In this post I model the reference sequence U00096.3 of Escherichia coli strain K-12 using Markov models and simple neural networks. The goal is to try predict to the nucleotide in some position of the genome, given some number of preceding nucleotides as a context.

Let’s start with some basic statistics. There are 4.6 million nucleotides in the genome. All four nucleotides are approximately equally common:

Distribution of nucleotides in E. coli reference sequence U00096.3

Guessing nucleotides randomly always gives a prediction accuracy of 25%. We can improve to 25.42% by always guessing the most common nucleotide C. One way to try to improve on this is to use a Markov model.

Markov models

In our setup, a Markov model of order k is a model that predicts the next nucleotide in a sequence based only on the k previous characters of the sequence. The k previous characters are called the context. The model learns a probability distribution for the next nucleotide for each of the 4^k possible distinct contexts. We can take the most likely nucleotide in the distribution as the prediction of the model.

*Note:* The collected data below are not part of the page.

//! Error types and exit codes for parsim
//!
//! Exit codes:
//! - 0: Success
//! - 1: Generic failure (embedding, export, I/O)
//! - 2: Usage error (bad flags/args, bad config)
//! - 3: Data/input error (empty corpus, duplicate article names)

use std::path::PathBuf;
use thiserror::Error;

/// Exit codes for the parsim binary
#[derive(Debug, Clone, Copy, PartialEq, Eq)]
pub enum ExitCode {
    /// Success (0)
    Success = 0,
    /// Generic failure (1)
    Failure = 1,
    /// Usage error - bad flags/args (2)
    Usage = 2,
    /// Data/input error - empty or inconsistent corpus (3)
    Data = 3,
}

impl From<ExitCode> for i32 {
    fn from(code: ExitCode) -> i32 {
        code as i32
    }
}

/// Errors that can occur during a parsim run
#[derive(Error, Debug)]
pub enum ParsimError {
    // Usage errors (exit code 2)
    #[error("unknown format: {0} (expected: human or json)")]
    UnknownFormat(String),

    #[error("{0}")]
    UsageError(String),

    #[error("invalid configuration: {reason}")]
    InvalidConfig { reason: String },

    // Data/input errors (exit code 3)
    #[error("no input articles found in {dir:?}")]
    NoInputFound { dir: PathBuf },

    #[error("duplicate article name: {name}")]
    DuplicateArticle { name: String },

    // Generic failures (exit code 1)
    #[error("embedding unavailable: {reason}")]
    EmbeddingUnavailable { reason: String },

    #[error("embedding {what} mismatch: expected {expected}, got {actual}")]
    DimensionMismatch {
        what: String,
        expected: usize,
        actual: usize,
    },

    #[error("IO error: {0}")]
    Io(#[from] std::io::Error),

    #[error("JSON error: {0}")]
    Json(#[from] serde_json::Error),

    #[error("TOML error: {0}")]
    Toml(#[from] toml::de::Error),

    #[error("CSV error: {0}")]
    Csv(#[from] csv::Error),

    #[error("failed to {operation}: {reason}")]
    FailedOperation { operation: String, reason: String },
}

impl ParsimError {
    /// Create an error for an unavailable or misbehaving embedding endpoint
    pub fn embedding_unavailable(reason: impl std::fmt::Display) -> Self {
        ParsimError::EmbeddingUnavailable {
            reason: reason.to_string(),
        }
    }

    /// Create an error for a failed operation with a reason
    pub fn failed(operation: &str, reason: impl std::fmt::Display) -> Self {
        ParsimError::FailedOperation {
            operation: operation.to_string(),
            reason: reason.to_string(),
        }
    }

    /// Get the appropriate exit code for this error
    pub fn exit_code(&self) -> ExitCode {
        match self {
            ParsimError::UnknownFormat(_)
            | ParsimError::UsageError(_)
            | ParsimError::InvalidConfig { .. } => ExitCode::Usage,

            ParsimError::NoInputFound { .. } | ParsimError::DuplicateArticle { .. } => {
                ExitCode::Data
            }

            ParsimError::EmbeddingUnavailable { .. }
            | ParsimError::DimensionMismatch { .. }
            | ParsimError::Io(_)
            | ParsimError::Json(_)
            | ParsimError::Toml(_)
            | ParsimError::Csv(_)
            | ParsimError::FailedOperation { .. } => ExitCode::Failure,
        }
    }

    /// Get the error type identifier
    fn error_type(&self) -> &'static str {
        match self {
            ParsimError::UnknownFormat(_) => "unknown_format",
            ParsimError::UsageError(_) => "usage_error",
            ParsimError::InvalidConfig { .. } => "invalid_config",
            ParsimError::NoInputFound { .. } => "no_input_found",
            ParsimError::DuplicateArticle { .. } => "duplicate_article",
            ParsimError::EmbeddingUnavailable { .. } => "embedding_unavailable",
            ParsimError::DimensionMismatch { .. } => "dimension_mismatch",
            ParsimError::Io(_) => "io_error",
            ParsimError::Json(_) => "json_error",
            ParsimError::Toml(_) => "toml_error",
            ParsimError::Csv(_) => "csv_error",
            ParsimError::FailedOperation { .. } => "failed_operation",
        }
    }

    /// Convert error to JSON representation for structured error output
    pub fn to_json(&self) -> serde_json::Value {
        serde_json::json!({
            "error": {
                "code": self.exit_code() as i32,
                "type": self.error_type(),
                "message": self.to_string(),
            }
        })
    }
}

/// Result type alias for parsim operations
pub type Result<T> = std::result::Result<T, ParsimError>;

For example, a Markov model of order 2 would have 16 contexts: AA, AC, AG, AT, CA, CC, CG, CT, GA, GC, GG, GT, TA, TC, TG and TT. Each of these would be associated with a probability distribution over A, C, G and T. For example, for the context TG, we could have P(A | TG) = 0.2, P(C | TG) = 0.1, P(G | TG) = 0.5, P(T | TG) = 0.1. This model would predict that if the context is TG, the next nucleotide is most likely G.

The distributions for each context can be easily estimated from the reference genome. We can simply find all occurrences of a context, and see what distribution of characters are followed by the context in the data. If a context does not occur at all in the training data, we assume a uniform distribution.

To evaluate how well this works, I build a training dataset and test dataset. I put 50% of the positions in the reference genome to the training set, and the rest to the test set. The distributions are estimated from positions in the training dataset, and then the model tries to predict the nucleotides in all positions of the test set. I repeat this experiment for all possible Markov model orders from 0 to 16.

The best model turns out to have order 6, with an accuracy slightly above 34%. Models with a smaller degree are too coarse (underfitting), whereas models with a larger degree are too specific (overfitting).

Neural networks

If we increase the order of Markov model too much, the contexts are so specific that almost all of them will occur only once in the genome, and hence we can not estimate a reasonable distribution for the next nucleotide. However, there could be longer-range dependencies in the nucleotide sequence than what a low degree Markov model can exploit.

Neural networks are one possible way to try to exploit longer-range dependencies. The input to the network can be a context of any length, and the output will be a distribution for the next nucleotide.

I tried three simple architectures. All three take as an input a one-hot encoded representation of the context, and output a distribution for the four nucleotides using a final softmax layer of size 4. The first and second architecture have a single hidden layer with 10 and 100 neurons respectively. The third architecture has three hidden layers of 100 neurons each. All layers are fully connected. I trained models in Tensorflow 2.0 with context lengths 1,2,4,8,16,32,64 and 128, with one full pass through the training data, using the default Adam optimizer and the categorical cross-entropy loss function. The final accuracies on the test set are plotted below. Each line corresponds to one hidden layer architecture. The red horizontal line shows the accuracy of the best Markov model.